● **What this task involves**: Scan the records for the string "writing" and state how many lines contain it, using the number alone.
Start of Materials provided
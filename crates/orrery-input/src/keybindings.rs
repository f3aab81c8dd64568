//! Keybinding persistence and conflict detection.

use std::collections::HashMap;
use std::path::Path;

use tracing::{info, warn};

use crate::action_map::{Action, InputBinding, InputMap};

/// File name of the user keybinding table inside the config directory.
pub const KEYBINDINGS_FILE: &str = "keybindings.ron";

/// Errors from reading or writing a keybinding file.
#[derive(Debug, thiserror::Error)]
pub enum KeybindingError {
    #[error("keybinding file I/O failed: {0}")]
    Io(#[from] std::io::Error),

    #[error("malformed keybinding file: {0}")]
    Parse(#[from] ron::error::SpannedError),

    #[error("failed to serialize keybindings: {0}")]
    Serialize(#[from] ron::Error),
}

/// The same input bound to more than one action.
#[derive(Debug, Clone, PartialEq)]
pub struct Conflict {
    pub binding: InputBinding,
    /// Sorted, so reports are stable.
    pub actions: Vec<Action>,
}

impl InputMap {
    /// Every binding that triggers more than one action.
    #[must_use]
    pub fn detect_conflicts(&self) -> Vec<Conflict> {
        let mut seen: HashMap<InputBinding, Vec<Action>> = HashMap::new();
        for (action, bindings) in &self.bindings {
            for binding in bindings {
                seen.entry(*binding).or_default().push(*action);
            }
        }

        seen.into_iter()
            .filter(|(_, actions)| actions.len() > 1)
            .map(|(binding, mut actions)| {
                actions.sort();
                Conflict { binding, actions }
            })
            .collect()
    }

    /// Write the map as RON, creating parent directories.
    pub fn save(&self, path: &Path) -> Result<(), KeybindingError> {
        if let Some(parent) = path.parent() {
            std::fs::create_dir_all(parent)?;
        }
        std::fs::write(path, self.to_ron()?)?;
        Ok(())
    }

    /// Read a map from RON.
    pub fn try_load(path: &Path) -> Result<Self, KeybindingError> {
        let contents = std::fs::read_to_string(path)?;
        Ok(Self::from_ron(&contents)?)
    }

    /// Load the user's bindings, falling back to the defaults (and writing
    /// them out) if the file is missing, or to the defaults alone if it is
    /// malformed. Conflicts are logged but kept.
    #[must_use]
    pub fn load_or_default(path: &Path) -> Self {
        let map = match Self::try_load(path) {
            Ok(map) => {
                info!("Loaded keybindings from {}", path.display());
                map
            }
            Err(KeybindingError::Io(e)) if e.kind() == std::io::ErrorKind::NotFound => {
                let map = Self::default();
                if let Err(e) = map.save(path) {
                    warn!("Could not write default keybindings to {}: {e}", path.display());
                }
                map
            }
            Err(e) => {
                warn!("{e} ({}); using defaults", path.display());
                Self::default()
            }
        };

        for conflict in map.detect_conflicts() {
            warn!(binding = ?conflict.binding, actions = ?conflict.actions, "Keybinding conflict");
        }
        map
    }
}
End of Materials provided
● **Solution to this problem**: 2